A 75-year-old female was referred from an ENT specialist practitioner to the ENT-department due to a swelling of the floor of the mouth. Previous medical history was unremarkable. Clinical examination revealed a 1.5-centimeter mobile process at the left caruncle covered by intact mucosa (Table 1) and no enlarged lymph nodes in the head and neck region. FNAB of the lesion was inconclusive, thus the lesion was surgically excised in general anesthesia. Subsequent histological examination showed tumor tissue infiltrating closely packed salivary gland tissue. The tumor tissue was composed of lymphoid cells extending in a follicular growth pattern, consisting of a mixture of medium-sized irregularly shaped cells with indented nuclei and larger blastoid cells with multiple nucleoli. Approximately 15–20% of the tumor cells were centroblasts. Immunohistochemistry showed positive reaction on the tumor cells' surface for CD10, CD20, and Bcl-2 and in the tumor cells' nuclei for Bcl-6 and a proliferation index of 20%. Accordingly, case 3 was diagnosed as a grade II FL. Subsequent CT scan and bone marrow examination showed no signs of further dissemination of the disease and the lymphoma was classified as Ann Arbor stage IA and AJCC stage IE. Treatment included three series of CHOP followed by RT (26 Gy in 13 fractions). The patient went into full remission with no evidence of disease 10 years after the diagnosis, and the patient is still alive.

Discussion

In this case report our research group presents three rare cases of sublingual gland lymphomas, significantly contributing to the number of cases reported worldwide. Table 1 provides an overview of demographic, clinical presentation, subtype, stage, treatment, and outcome of the present three cases along with previously published sublingual gland lymphomas (10–21). Overall, the most common clinical presentation was a painless swelling of the floor of the mouth with no signs of affected overlying mucosa (Table 1). Other salivary gland tumors may have a similar clinical presentation, and thus, there are no clear clinical distinguishable signs between benign lesions (e.g., pleomorphic adenomas) or malignant lesions (e.g., carcinomas, adenocarcinomas) of the sublingual gland and sublingual gland lymphomas. This has also been reported to be the case in parotid gland lymphomas (22). Sublingual gland lymphomas presenting as painful were more uncommon, with one MCL being reported as tender and one FL presenting as a tender swelling covered by ulcerated mucosa (Table 1). Differential diagnoses to painful swellings of the salivary glands include swelling caused by sialolithiasis or sialadenitis.
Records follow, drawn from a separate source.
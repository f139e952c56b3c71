//! The saved document: both layers plus theme and time of day, as JSON.
//!
//! ```json
//! { "layers": { "background": [[{"name": "Wall", "rotation": 0, "state": null}, null, ...], ...],
//!               "foreground": [...] },
//!   "backgroundType": "grass",
//!   "timeOfDay": "night" }
//! ```
//! The outer array index is the column, the inner one the row.

use crate::block::BlockRegistry;
use crate::editor::{EditorState, Theme, TimeOfDay};
use crate::grid::{Grid, Layer, PlacedBlock};
use serde::{Deserialize, Serialize};

#[derive(Debug, Clone, PartialEq, Serialize, Deserialize)]
pub struct CellRecord {
    pub name: String,
    #[serde(default)]
    pub rotation: f32,
    #[serde(default)]
    pub state: Option<String>,
}

pub type Matrix = Vec<Vec<Option<CellRecord>>>;

#[derive(Debug, Clone, Default, PartialEq, Serialize, Deserialize)]
pub struct LayerRecords {
    #[serde(default)]
    pub background: Matrix,
    #[serde(default)]
    pub foreground: Matrix,
}

#[derive(Debug, Clone, Default, PartialEq, Serialize, Deserialize)]
#[serde(rename_all = "camelCase")]
pub struct SavedDocument {
    pub layers: LayerRecords,
    #[serde(default)]
    pub background_type: Theme,
    #[serde(default)]
    pub time_of_day: TimeOfDay,
}

/// What `restore` could not place faithfully.
#[derive(Debug, Clone, Default, PartialEq)]
pub struct RestoreReport {
    /// Block names not in the registry, sorted and deduplicated. Their cells
    /// are kept and draw as the placeholder.
    pub missing: Vec<String>,
    /// Cells outside the grid (document from a larger grid) that were dropped.
    pub dropped: usize,
}

impl SavedDocument {
    /// Snapshot `grid` and the persisted parts of `editor`.
    #[must_use]
    pub fn capture(grid: &Grid, editor: &EditorState) -> Self {
        let matrix = |layer: Layer| -> Matrix {
            (0..grid.size())
                .map(|x| {
                    (0..grid.size())
                        .map(|y| {
                            grid.get(layer, x, y).map(|cell| CellRecord {
                                name: cell.block.clone(),
                                rotation: cell.rotation,
                                state: cell.state.clone(),
                            })
                        })
                        .collect()
                })
                .collect()
        };
        Self {
            layers: LayerRecords {
                background: matrix(Layer::Background),
                foreground: matrix(Layer::Foreground),
            },
            background_type: editor.theme,
            time_of_day: editor.time_of_day,
        }
    }

    /// Rebuild `grid` from the document and copy theme and time of day into
    /// `editor`. The grid is cleared first; a matrix of another size is
    /// copied over the overlapping cells.
    pub fn restore(&self, grid: &mut Grid, editor: &mut EditorState, registry: &BlockRegistry) -> RestoreReport {
        let mut report = RestoreReport::default();
        grid.clear();

        for (layer, matrix) in [
            (Layer::Background, &self.layers.background),
            (Layer::Foreground, &self.layers.foreground),
        ] {
            for (x, column) in matrix.iter().enumerate() {
                for (y, record) in column.iter().enumerate() {
                    let Some(record) = record else { continue };
                    if !grid.in_bounds(x, y) {
                        report.dropped += 1;
                        continue;
                    }
                    if registry.get(&record.name).is_none() {
                        report.missing.push(record.name.clone());
                    }
                    grid.set(
                        layer,
                        x,
                        y,
                        Some(PlacedBlock {
                            block: record.name.clone(),
                            rotation: record.rotation,
                            state: record.state.clone(),
                        }),
                    );
                }
            }
        }

        editor.theme = self.background_type;
        editor.time_of_day = self.time_of_day;
        report.missing.sort();
        report.missing.dedup();
        report
    }
}

#[cfg(test)]
mod tests {
    use super::*;

    #[test]
    fn json_shape_matches_saved_format() {
        let registry = BlockRegistry::builtin();
        let mut grid = Grid::new(2);
        grid.place(Layer::Foreground, 1, 0, registry.get("Door").unwrap(), 0.0);
        let editor = EditorState { theme: Theme::Grass, time_of_day: TimeOfDay::Night, ..Default::default() };

        let value = serde_json::to_value(SavedDocument::capture(&grid, &editor)).unwrap();
        assert_eq!(value["backgroundType"], "grass");
        assert_eq!(value["timeOfDay"], "night");
        assert_eq!(value["layers"]["foreground"][1][0]["name"], "Door");
        assert_eq!(value["layers"]["foreground"][1][0]["state"], "closed");
        assert!(value["layers"]["foreground"][0][1].is_null());
        assert!(value["layers"]["background"][0][0].is_null());
    }

    #[test]
    fn absent_theme_and_time_default() {
        let doc: SavedDocument =
            serde_json::from_str(r#"{"layers": {"background": [], "foreground": []}}"#).unwrap();
        assert_eq!(doc.background_type, Theme::None);
        assert_eq!(doc.time_of_day, TimeOfDay::Day);
    }

    #[test]
    fn null_theme_and_time_still_restore_grid() {
        let registry = BlockRegistry::builtin();
        let json = r#"{
            "layers": {
                "background": [[null, null], [null, null]],
                "foreground": [[null, {"name": "Door", "rotation": 0, "state": "open"}], [null, null]]
            },
            "backgroundType": null,
            "timeOfDay": null
        }"#;
        let doc: SavedDocument = serde_json::from_str(json).unwrap();
        let mut grid = Grid::new(2);
        let mut editor = EditorState { theme: Theme::Water, time_of_day: TimeOfDay::Night, ..Default::default() };
        doc.restore(&mut grid, &mut editor, &registry);

        assert_eq!(grid.get(Layer::Foreground, 0, 1).unwrap().state.as_deref(), Some("open"));
        assert_eq!(editor.theme, Theme::None);
        assert_eq!(editor.time_of_day, TimeOfDay::Day);
    }

    #[test]
    fn restore_keeps_unknown_names_and_overlap() {
        let registry = BlockRegistry::builtin();
        let json = r#"{
            "layers": {
                "background": [
                    [{"name": "Ghost", "rotation": 0, "state": null}, null, {"name": "Wall"}],
                    [null, {"name": "Ghost", "rotation": 1.5707964, "state": "boo"}, null],
                    [{"name": "Wall", "rotation": 0, "state": null}, null, null]
                ],
                "foreground": []
            },
            "backgroundType": "sand",
            "timeOfDay": "night"
        }"#;
        let doc: SavedDocument = serde_json::from_str(json).unwrap();
        let mut grid = Grid::new(2);
        let mut editor = EditorState::default();
        let report = doc.restore(&mut grid, &mut editor, &registry);

        assert_eq!(report.missing, vec!["Ghost".to_string()]);
        assert_eq!(report.dropped, 2);
        assert_eq!(grid.get(Layer::Background, 0, 0).unwrap().block, "Ghost");
        assert_eq!(grid.get(Layer::Background, 1, 1).unwrap().state.as_deref(), Some("boo"));
        assert_eq!(grid.count(), 2);
        assert_eq!(editor.theme, Theme::Sand);
        assert_eq!(editor.time_of_day, TimeOfDay::Night);
    }
}
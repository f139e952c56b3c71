//! Utilities for loading RON files and watching directories for changes.
//!
//! This module provides a small helper for reading every RON file in a
//! directory and a filesystem watcher resource that raises a shared flag
//! when files in that directory are created, modified or removed. The
//! watcher drives hot-reloading of block definitions and settings while
//! the editor runs.

use bevy::log::warn;
use notify::{Config, EventKind, RecommendedWatcher, RecursiveMode, Watcher};
use serde::de::DeserializeOwned;
use std::path::{Path, PathBuf};
use std::sync::atomic::{AtomicBool, Ordering};
use std::sync::Arc;

/// File-watcher handle for RON hot-reload.
pub struct RonWatcher {
    /// Directory being watched.
    pub path: PathBuf,
    changed: Arc<AtomicBool>,
    _watcher: Option<RecommendedWatcher>, // kept alive so events keep arriving
}

impl RonWatcher {
    /// Create a stub `RonWatcher` that does not have an active OS watcher.
    ///
    /// # Return
    /// A watcher whose flag is never raised by the OS. Useful as a fallback
    /// when watcher creation fails (for example when the directory does
    /// not exist yet).
    #[must_use]
    pub fn stub() -> Self {
        RonWatcher {
            path: PathBuf::new(),
            changed: Arc::new(AtomicBool::new(false)),
            _watcher: None,
        }
    }

    /// Return whether a change was seen since the last call, clearing the flag.
    pub fn take_changed(&self) -> bool {
        self.changed.swap(false, Ordering::AcqRel)
    }

    /// Raise the flag by hand (forces a reload on the next check).
    pub fn mark_changed(&self) {
        self.changed.store(true, Ordering::Release);
    }
}

/// Load all `.ron` files from a directory and deserialize them into `T`.
///
/// Files are read in file-name order so later files consistently win when
/// callers merge by key.
///
/// # Arguments
/// * `path` - Directory path to scan for `.ron` files.
///
/// # Return
/// A `Vec<T>` containing all successfully deserialized items found in
/// the directory. Files that fail to parse are skipped with a warning.
#[must_use]
pub fn load_ron_files<T: DeserializeOwned>(path: impl AsRef<Path>) -> Vec<T> {
    let Ok(entries) = std::fs::read_dir(path.as_ref()) else {
        return Vec::new();
    };

    let mut files: Vec<PathBuf> = entries
        .flatten()
        .map(|entry| entry.path())
        .filter(|p| p.is_file() && p.extension().is_some_and(|ext| ext == "ron"))
        .collect();
    files.sort();

    let mut items = Vec::new();
    for file in files {
        let content = match std::fs::read_to_string(&file) {
            Ok(content) => content,
            Err(e) => {
                warn!("Failed to read {}: {e}", file.display());
                continue;
            }
        };
        match ron::from_str::<T>(&content) {
            Ok(item) => items.push(item),
            Err(e) => warn!("Failed to parse {}: {e}", file.display()),
        }
    }

    items
}

/// Create a `RonWatcher` that watches a directory for changes.
///
/// # Arguments
/// * `path` - Directory path to watch for `.ron` file changes.
///
/// # Return
/// A `RonWatcher` whose flag is raised when a file under the directory is
/// created, modified or removed.
///
/// # Errors
/// Returns a `notify::Error` if the underlying file-watcher cannot be
/// created or cannot be registered for the provided path.
pub fn setup_ron_watcher(path: impl AsRef<Path>) -> Result<RonWatcher, notify::Error> {
    let path = path.as_ref();
    let changed = Arc::new(AtomicBool::new(false));
    let flag = changed.clone();
    let watched_path: PathBuf = std::fs::canonicalize(path).unwrap_or_else(|_| path.to_path_buf());

    let mut watcher: RecommendedWatcher = Watcher::new(
        move |res: Result<notify::Event, notify::Error>| match res {
            Ok(event) => {
                if !matches!(event.kind, EventKind::Create(_) | EventKind::Modify(_) | EventKind::Remove(_)) {
                    return;
                }
                let relevant = event.paths.iter().any(|p| {
                    let p_canon = std::fs::canonicalize(p).unwrap_or_else(|_| p.clone());
                    p_canon.starts_with(&watched_path)
                });
                if relevant {
                    flag.store(true, Ordering::Release);
                }
            }
            Err(e) => warn!("Watch error: {e:?}"),
        },
        Config::default(),
    )?;

    watcher.watch(path, RecursiveMode::NonRecursive)?;
    Ok(RonWatcher {
        path: path.to_path_buf(),
        changed,
        _watcher: Some(watcher),
    })
}

#[cfg(test)]
pub(crate) mod test_dir {
    use std::path::PathBuf;
    use std::sync::atomic::{AtomicUsize, Ordering};

    static COUNTER: AtomicUsize = AtomicUsize::new(0);

    /// Fresh, empty directory under the system temp dir.
    pub fn fresh(tag: &str) -> PathBuf {
        let n = COUNTER.fetch_add(1, Ordering::Relaxed);
        let dir = std::env::temp_dir().join(format!("castle-builder-{tag}-{}-{n}", std::process::id()));
        let _ = std::fs::remove_dir_all(&dir);
        std::fs::create_dir_all(&dir).unwrap();
        dir
    }
}

#[cfg(test)]
mod tests {
    use super::*;
    use serde::Deserialize;

    #[derive(Debug, Deserialize, PartialEq)]
    struct Item {
        name: String,
    }

    #[test]
    fn loads_sorted_and_skips_bad_files() {
        let dir = test_dir::fresh("ron");
        std::fs::write(dir.join("b.ron"), r#"(name: "second")"#).unwrap();
        std::fs::write(dir.join("a.ron"), r#"(name: "first")"#).unwrap();
        std::fs::write(dir.join("c.ron"), "(name: ").unwrap();
        std::fs::write(dir.join("notes.txt"), r#"(name: "ignored")"#).unwrap();

        let items: Vec<Item> = load_ron_files(&dir);
        assert_eq!(items, vec![Item { name: "first".into() }, Item { name: "second".into() }]);
    }

    #[test]
    fn missing_directory_is_empty() {
        let items: Vec<Item> = load_ron_files("does/not/exist/anywhere");
        assert!(items.is_empty());
    }

    #[test]
    fn stub_flag_is_manual() {
        let watcher = RonWatcher::stub();
        assert!(!watcher.take_changed());
        watcher.mark_changed();
        assert!(watcher.take_changed());
        assert!(!watcher.take_changed());
    }
}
Including present and previous cases of sublingual gland lymphomas (Table 1), the most frequent histological subtype encountered was EMZL (41.2%), followed by MCL (23.5%), and FL (17.6%). This distribution is similar to the distribution in the parotid and lacrimal gland, with EMZL being the most frequent lymphoma subtype in these locations as well, accounting for 27.9 and 37%, respectively (5, 23). The primary genetic event in MCL is the t(11;14)(q13;q32) translocation between an IGH gene and the gene encoding cyclin D1 (CCND1). This gene rearrangement is seen in more than 95% of the cases, and thus serves as an important information in the diagnostic work-up of MCL. In contrast, multiple chromosomal translocations are associated with EMZL with frequencies of the translocations depending on the anatomical site. The t(14;18)(q32;21)/IGH-MALT1 translocation is most commonly seen in salivary gland, ocular adnexa, and orbital EMZL (1), which shows that a genetic disposition in the lymphocytes lead to specific homing to and colonization of certain tissues (7). A feared complication to indolent lymphomas such as EMZL and FL is the risk of transformation to a more aggressive subtype, most commonly DLBCL or high-grade B-cell lymphoma characterized by a MYC and Bcl-2 and/or Bcl-6 translocation (so called double/triple hit lymphoma) and poor prognosis (24).
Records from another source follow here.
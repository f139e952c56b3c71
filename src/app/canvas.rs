//! The canvas texture: redrawn from the raster surface every frame and
//! resized with the window.
use bevy::prelude::*;
use bevy::window::{PrimaryWindow, WindowResized};
use castle_builder::block::BlockRegistry;
use castle_builder::editor::EditorState;
use castle_builder::grid::Grid;
use castle_builder::raster::Surface;
use castle_builder::render::render_scene;
use castle_builder::settings::Settings;
use castle_builder::ui::{image_from_surface, CanvasNode};

/// The software surface and the texture it is uploaded to.
#[derive(Resource)]
pub struct Canvas {
    pub surface: Surface,
    pub handle: Handle<Image>,
}

/// Continuous redraw: advances the animation frame, renders the scene and
/// copies the pixels into the canvas texture.
///
/// The frame counter bypasses change detection so UI systems keyed on
/// `EditorState` changes do not run every frame.
#[allow(clippy::needless_pass_by_value)]
pub fn redraw_canvas(
    mut canvas: ResMut<Canvas>,
    grid: Res<Grid>,
    registry: Res<BlockRegistry>,
    mut editor: ResMut<EditorState>,
    mut images: ResMut<Assets<Image>>,
) {
    editor.bypass_change_detection().advance_frame();

    let canvas = &mut *canvas;
    render_scene(&mut canvas.surface, &grid, &registry, &editor);

    let raw = canvas.surface.as_raw();
    let uploaded = images.get_mut(&canvas.handle).is_some_and(|image| {
        if image.data.len() != raw.len() {
            return false;
        }
        image.data.copy_from_slice(raw);
        true
    });
    if !uploaded {
        // size changed: replace the texture
        images.insert(&canvas.handle, image_from_surface(&canvas.surface));
    }
}

/// Size the canvas to `min(width, height) - margin` whenever the window
/// changes size (and once at startup).
#[allow(clippy::needless_pass_by_value)]
pub fn resize_canvas(
    mut resized: EventReader<WindowResized>,
    windows: Query<&Window, With<PrimaryWindow>>,
    settings: Res<Settings>,
    mut canvas: ResMut<Canvas>,
    mut nodes: Query<&mut Style, With<CanvasNode>>,
    mut initialized: Local<bool>,
) {
    let mut latest = resized.read().last().map(|e| (e.width, e.height));
    if !*initialized {
        *initialized = true;
        if latest.is_none() {
            latest = windows.get_single().ok().map(|w| (w.width(), w.height()));
        }
    }
    let Some((width, height)) = latest else { return };

    let edge = settings.canvas.edge_for_window(width, height);
    if edge == canvas.surface.width() {
        return;
    }
    debug!("canvas resized to {edge}px for window {width}x{height}");
    canvas.surface = Surface::new(edge, edge);

    #[allow(clippy::cast_precision_loss)]
    let px = Val::Px(edge as f32);
    for mut style in &mut nodes {
        style.width = px;
        style.height = px;
    }
}
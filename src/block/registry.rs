//! This module defines `BlockDef` (one placeable block) and the
//! `BlockRegistry` resource that holds every definition in palette order.
//!
//! The registry is append-only: `register` either appends a new block or
//! replaces the definition with the same name in place. Placed cells refer
//! to blocks by name, so entries registered earlier stay resolvable no
//! matter what is added later.
//!
//! Example:
//! ```rust
//! use castle_builder::block::registry::BlockRegistry;
//!
//! let mut registry = BlockRegistry::builtin();
//! let door = registry.get("Door").unwrap();
//! assert!(door.is_interactive());
//! assert_eq!(door.default_state(), Some("closed"));
//!
//! let relic = registry.unlock();
//! assert_eq!(relic, "Relic 1");
//! assert!(registry.get("Door").is_some());
//! ```
//!
use super::sprite::{Sprite, BRIDGE_EXTENDED, BRIDGE_RETRACTED, DOOR_CLOSED, DOOR_OPEN};
use crate::raster::Surface;
use bevy::prelude::Resource;
use serde::{Deserialize, Serialize};
use std::collections::HashMap;

/// Reserved name of the placeholder drawn for unresolved cells.
pub const MISSING_NAME: &str = "__missing__";

/// Two-state toggle carried by interactive blocks. The first state is the
/// default a freshly placed block starts in.
#[derive(Debug, Clone, PartialEq, Eq, Serialize, Deserialize)]
pub struct Toggle {
    pub states: (String, String),
}

impl Toggle {
    #[must_use]
    pub fn new(first: &str, second: &str) -> Self {
        Self { states: (first.to_string(), second.to_string()) }
    }

    /// State that follows `current`. Anything other than the first state
    /// (including no state at all) goes back to the first.
    #[must_use]
    pub fn next(&self, current: Option<&str>) -> String {
        if current == Some(self.states.0.as_str()) {
            self.states.1.clone()
        } else {
            self.states.0.clone()
        }
    }
}

#[derive(Debug, Clone, PartialEq, Serialize, Deserialize)]
pub struct BlockDef {
    pub name: String,
    pub sprite: Sprite,

    /// Present only on interactive blocks.
    #[serde(default)]
    pub toggle: Option<Toggle>,
}

impl BlockDef {
    #[must_use]
    pub fn new(name: &str, sprite: Sprite) -> Self {
        Self { name: name.to_string(), sprite, toggle: None }
    }

    #[must_use]
    pub fn with_toggle(mut self, first: &str, second: &str) -> Self {
        self.toggle = Some(Toggle::new(first, second));
        self
    }

    #[must_use]
    pub fn is_animated(&self) -> bool {
        self.sprite.is_animated()
    }

    #[must_use]
    pub fn is_interactive(&self) -> bool {
        self.toggle.is_some()
    }

    #[must_use]
    pub fn default_state(&self) -> Option<&str> {
        self.toggle.as_ref().map(|t| t.states.0.as_str())
    }

    /// Draw an instance of this block. The toggle's first and second states
    /// map onto the sprite's resting and active drawings, so a block can
    /// name its states freely.
    #[allow(clippy::too_many_arguments)]
    pub fn draw(&self, surface: &mut Surface, x: f32, y: f32, size: f32, rotation: f32, frame: u64, state: Option<&str>) {
        let drawn = match (&self.toggle, self.sprite.drawn_states(), state) {
            (Some(toggle), Some((rest, _)), Some(s)) if s == toggle.states.0 => Some(rest),
            (Some(toggle), Some((_, active)), Some(s)) if s == toggle.states.1 => Some(active),
            _ => state,
        };
        self.sprite.draw(surface, x, y, size, rotation, frame, drawn);
    }

    /// Advance a placed instance's state. Returns `false` (and leaves the
    /// state alone) for non-interactive blocks.
    pub fn on_click(&self, state: &mut Option<String>) -> bool {
        match &self.toggle {
            Some(toggle) => {
                *state = Some(toggle.next(state.as_deref()));
                true
            }
            None => false,
        }
    }
}

#[derive(Resource, Clone, Debug)]
pub struct BlockRegistry {
    blocks: Vec<BlockDef>,
    by_name: HashMap<String, usize>,
    unlocked: u32,
    missing: BlockDef,
}

impl Default for BlockRegistry {
    fn default() -> Self {
        Self {
            blocks: Vec::new(),
            by_name: HashMap::new(),
            unlocked: 0,
            missing: BlockDef::new(MISSING_NAME, Sprite::Missing),
        }
    }
}

impl BlockRegistry {
    /// Registry holding the built-in catalog: Wall, Torch, Villager, Door, Bridge.
    #[must_use]
    pub fn builtin() -> Self {
        let mut registry = Self::default();
        registry.register(BlockDef::new(
            "Wall",
            Sprite::Wall { light: (0x88, 0x88, 0x88), dark: (0x55, 0x55, 0x55) },
        ));
        registry.register(BlockDef::new("Torch", Sprite::Torch));
        registry.register(BlockDef::new("Villager", Sprite::Villager));
        registry.register(BlockDef::new("Door", Sprite::Door).with_toggle(DOOR_CLOSED, DOOR_OPEN));
        registry.register(BlockDef::new("Bridge", Sprite::Bridge).with_toggle(BRIDGE_RETRACTED, BRIDGE_EXTENDED));
        registry
    }

    /// Append `block`, or replace the existing definition of the same name
    /// in place. Returns the palette index, or `None` for the reserved
    /// placeholder name.
    pub fn register(&mut self, block: BlockDef) -> Option<usize> {
        if block.name == MISSING_NAME {
            return None;
        }
        if let Some(&index) = self.by_name.get(&block.name) {
            self.blocks[index] = block;
            return Some(index);
        }
        let index = self.blocks.len();
        self.by_name.insert(block.name.clone(), index);
        self.blocks.push(block);
        Some(index)
    }

    /// Register every block in `blocks`. Returns how many were new names.
    pub fn merge(&mut self, blocks: impl IntoIterator<Item = BlockDef>) -> usize {
        let before = self.blocks.len();
        for block in blocks {
            self.register(block);
        }
        self.blocks.len() - before
    }

    #[must_use]
    pub fn get(&self, name: &str) -> Option<&BlockDef> {
        self.by_name.get(name).map(|&i| &self.blocks[i])
    }

    #[must_use]
    pub fn index_of(&self, name: &str) -> Option<usize> {
        self.by_name.get(name).copied()
    }

    /// Look up `name`, falling back to the placeholder definition.
    #[must_use]
    pub fn resolve(&self, name: &str) -> &BlockDef {
        self.get(name).unwrap_or(&self.missing)
    }

    pub fn iter(&self) -> impl Iterator<Item = &BlockDef> {
        self.blocks.iter()
    }

    #[must_use]
    pub fn blocks(&self) -> &[BlockDef] {
        &self.blocks
    }

    #[must_use]
    pub fn len(&self) -> usize {
        self.blocks.len()
    }

    #[must_use]
    pub fn is_empty(&self) -> bool {
        self.blocks.is_empty()
    }

    /// Append a procedurally colored block and return its name.
    ///
    /// Each unlock gets the next "Relic N" name (skipping names already
    /// taken), a hue stepped by the golden angle and a noise seed derived
    /// from the counter, so successive relics look distinct.
    pub fn unlock(&mut self) -> String {
        self.unlocked += 1;
        let mut n = self.unlocked;
        let mut name = format!("Relic {n}");
        while self.by_name.contains_key(&name) {
            n += 1;
            name = format!("Relic {n}");
        }
        self.unlocked = n;

        #[allow(clippy::cast_precision_loss)]
        let hue = (n as f32 * 137.508) % 360.0;
        let base = hsv_to_rgb(hue, 0.6, 0.85);
        self.register(BlockDef::new(&name, Sprite::Speckled { base, seed: n.wrapping_mul(7919) }));
        name
    }
}

#[allow(clippy::cast_possible_truncation, clippy::cast_sign_loss)]
fn hsv_to_rgb(h: f32, s: f32, v: f32) -> (u8, u8, u8) {
    let c = v * s;
    let hp = h / 60.0;
    let x = c * (1.0 - (hp % 2.0 - 1.0).abs());
    let (r, g, b) = match hp as u32 {
        0 => (c, x, 0.0),
        1 => (x, c, 0.0),
        2 => (0.0, c, x),
        3 => (0.0, x, c),
        4 => (x, 0.0, c),
        _ => (c, 0.0, x),
    };
    let m = v - c;
    let to_u8 = |f: f32| ((f + m) * 255.0).round().clamp(0.0, 255.0) as u8;
    (to_u8(r), to_u8(g), to_u8(b))
}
In general, RT is the treatment of choice for low stage indolent extranodal lymphomas, such as EMZL and FL, with the role of surgery largely being limited to diagnostic purposes. Systemic chemotherapy is indicated for more aggressive or advanced staged extranodal lymphomas, with RT primarily being used as adjuvant or palliative therapy (25). For asymptomatic patients with early stage FL, a watch and wait strategy is a widely accepted approach in regards to the initial management of the disease (26), though, ~2–3% per year of all follicular lymphomas transform to a more aggressive subtype (27). While single therapy RT is an accepted treatment for FL, newer studies suggest that the addition of rituximab to RT could further improve outcome in patients with early stage FL (28, 29). RT is also considered as a standard therapy for early stage EMZL, generally with a good prognosis (30). With more advanced staged EMZL, R-bendamustine has been proven to be both an effective and well-tolerated therapy regimen (31). In the case of advanced staged MCL, especially regarding elderly patients, who are not eligible for autologous stem-cell transplantation, chemotherapy is the treatment of choice. In these situations R-CHOP followed by rituximab maintenance therapy is a possible treatment regimen (32).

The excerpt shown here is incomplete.